ML: You mention Bobby Kennedy. There's a recent book, endorsed by Gore Vidal and others, suggesting it was a mob killing because Bobby went after the mafia.

OS: I know Gore, and I've talked to him about it and we just cannot agree. The mob has no history of doing this kind of thing, except for one time, maybe, with Roosevelt. They seem to be close order killers - they do The Godfather style shootings. This was an organised thing. The mob did a lousy job in Cuba - they missed Castro how many times? The good work they did was with Lucky Luciano in the second world war, when they were called upon, with the labour unions and strikes and stuff like that. But the mafia has never been a very successful ally of the CIA, unless they have some involvement with drugs, with I don't know enough about.

ML: We move on from Kennedy, missing out Johnson, to Nixon.

OS: The reason I chose that scene was because, certainly in this country when people wrote about it, the blood on the plate was seen as a metaphor that you'd imposed. But I happened to have read The Haldeman Diaries and it was there: there is a scene where Nixon tucks into his steak and he sees the blood. And most of that, those exchanges, is documented.
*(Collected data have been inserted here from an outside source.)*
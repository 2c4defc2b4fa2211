pub mod board;
pub mod check;
pub mod config;
pub mod en_passant;
pub mod engine;
pub mod error;
pub mod game;
pub mod history;
pub mod oracle;

pub use board::{Board, Color, Piece, Square};
pub use game::{AppliedMove, Game};
pub use history::MoveHistory;
pub use oracle::{Outcome, RulesOracle, ShakmatyOracle};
OS: Anthony Summers actually followed up the movie with a wonderful book [The Arrogance of Power] which never got any publicity in America. Nixon as far crazier than I thought. Anthony, who's a very sound journalist and double-sourced everything, documents these six or seven occasions when, in the middle of the night when he was loaded, he'd declare war. He'd call up Henry [Kissinger] and say, "Send the battle ships to Syria or to Lebanon. We're going to blow them up. I've had it with these people." "Yes, Mr President, they're on their way." And then around eight or nine in the morning, he'd call and say, "Did you send those ships?" And Henry would say, "Well, there was a bit of a malfunction and they're still there." In other words, they humoured him. He got really aggressive at times, especially when he'd been drinking. I'm not saying he was a big drinker but I do think he could not take drinking. But you can't underestimate the man's brilliance. His concept, or Kissinger's, whoever takes the credit, of triangular diplomacy, for instance. In 1950 the smart people knew that China and Russia had a big problem. But we persisted in my country for 20 years to believe in this China-Russia alliance that was going to destroy us, when in fact they were fighting far more amongst themselves.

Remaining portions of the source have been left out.